BERLIN (MNI) – ECB Governing Council member Ewald Nowotny opposes
any attempt to make the European Financial Stability Facility (EFSF)
permanent, he told German weekly Wirtschaftswoche in an interview
published Monday.

The E440 billion EFSF was created earlier this year by EU leaders
to assuage markets at the height of the Eurozone’s sovereign debt
crisis. It would provide emergency loans to EMU states that get into
financial trouble and have no other recourse.

Making the EFSF permanent “would not be a good idea,” Nowotny, who
heads the Austrian National Bank, was quoted as saying.

Still, he said one could discuss a possible prolongation of the
EFSF beyond 2013. “If one sees after a while that the states have
achieved a lot of reforms then some flexibility is conceivable,” he
explained. At the moment, however, he said he does not see any need to
prolong the fund, not even in the case of Greece, he added.

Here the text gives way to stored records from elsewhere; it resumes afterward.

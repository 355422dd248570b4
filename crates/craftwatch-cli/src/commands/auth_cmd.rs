use craftwatch_core::auth::{SessionContext, SignUpOutcome};

use crate::auth::{clear_stored_session, load_stored_session, ProfileAuth};
use crate::cli::AuthCommands;
use crate::config_profiles::CliProfilesConfig;
use crate::error::CliError;

/// Auth client for the profile, or `None` when it has no backend configured.
fn auth_service_for(
    profile_name: &str,
    config: &CliProfilesConfig,
) -> Result<Option<ProfileAuth>, CliError> {
    let client_config = config
        .profile(profile_name)
        .cloned()
        .unwrap_or_default()
        .client_config()?;
    let Some((url, anon_key)) = client_config.backend()? else {
        return Ok(None);
    };
    ProfileAuth::new(profile_name, url, anon_key, SessionContext::signed_out())
        .map(Some)
        .map_err(|error| CliError::Auth(error.to_string()))
}

fn require_auth_service(
    profile_name: &str,
    config: &CliProfilesConfig,
) -> Result<ProfileAuth, CliError> {
    auth_service_for(profile_name, config)?
        .ok_or_else(|| CliError::NotConfigured(profile_name.to_string()))
}

pub async fn run_auth(command: AuthCommands, global_profile: Option<&str>) -> Result<(), CliError> {
    let config = CliProfilesConfig::load()?;

    match command {
        AuthCommands::Login {
            profile,
            email,
            password,
        } => {
            let profile_name = config.resolve_profile_name(profile.as_deref().or(global_profile));
            let session = require_auth_service(&profile_name, &config)?
                .sign_in(&email, &password)
                .await
                .map_err(|error| CliError::Auth(error.to_string()))?;
            let email_label = session.user.email.as_deref().unwrap_or("(no email)");
            println!("Signed in profile '{profile_name}' as {email_label}");
        }
        AuthCommands::Signup {
            profile,
            email,
            password,
        } => {
            let profile_name = config.resolve_profile_name(profile.as_deref().or(global_profile));
            let outcome = require_auth_service(&profile_name, &config)?
                .sign_up(&email, &password)
                .await
                .map_err(|error| CliError::Auth(error.to_string()))?;
            match outcome {
                SignUpOutcome::SignedIn(_) => {
                    println!("Account created; profile '{profile_name}' is signed in as {email}");
                }
                SignUpOutcome::ConfirmationRequired => {
                    println!("Account created. Confirm your email, then run `craftwatch auth login`.");
                }
            }
        }
        AuthCommands::Status { profile } => {
            let profile_name = config.resolve_profile_name(profile.as_deref().or(global_profile));
            let session = match auth_service_for(&profile_name, &config)? {
                Some(service) => service
                    .restore_session()
                    .await
                    .map_err(|error| CliError::Auth(error.to_string()))?,
                None => load_stored_session(&profile_name)
                    .map_err(|error| CliError::Auth(error.to_string()))?,
            };

            if let Some(session) = session {
                let email_label = session.user.email.as_deref().unwrap_or("(no email)");
                println!(
                    "Profile '{}' is signed in as {} (expires_at={})",
                    profile_name, email_label, session.expires_at
                );
            } else {
                println!("Profile '{profile_name}' is not signed in.");
            }
        }
        AuthCommands::Logout { profile } => {
            let profile_name = config.resolve_profile_name(profile.as_deref().or(global_profile));
            let stored_session = load_stored_session(&profile_name)
                .map_err(|error| CliError::Auth(error.to_string()))?;

            match (auth_service_for(&profile_name, &config)?, stored_session) {
                (Some(service), Some(session)) => service
                    .sign_out(&session.access_token)
                    .await
                    .map_err(|error| CliError::Auth(error.to_string()))?,
                _ => clear_stored_session(&profile_name)
                    .map_err(|error| CliError::Auth(error.to_string()))?,
            }
            println!("Signed out profile '{profile_name}'");
        }
    }
    Ok(())
}
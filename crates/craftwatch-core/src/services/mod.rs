//! Operations behind the dashboard's forms and admin screens.

mod admin;
mod servers;

pub use admin::{AdminService, UserSummary};
pub use servers::ServerService;
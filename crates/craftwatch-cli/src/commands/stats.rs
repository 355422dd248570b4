use crate::commands::common::{connect, format_stats_lines};
use crate::error::CliError;

pub async fn run_stats(as_json: bool, global_profile: Option<&str>) -> Result<(), CliError> {
    let stats = connect(global_profile).await?.servers().stats().await?;

    if as_json {
        println!("{}", serde_json::to_string_pretty(&stats)?);
    } else {
        for line in format_stats_lines(&stats) {
            println!("{line}");
        }
    }
    Ok(())
}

Regarding the reform of the EU Stability and Growth Pact, Nowotny
said he opposed the German proposal for allowing an orderly insolvency
of Eurozone member states.

“In theory that may be an interesting concept,” he remarked.
However, “on the EU level it would not be easy to formalize that and to
fit it into the existing rules.”

Regarding the recent Basel III agreement on new banking capital
regulations, Nowotny warned that national parliaments could still water
down the rules. “We must be careful that [the rules] aren’t weakened
markedly when passed into European and national law,” he said.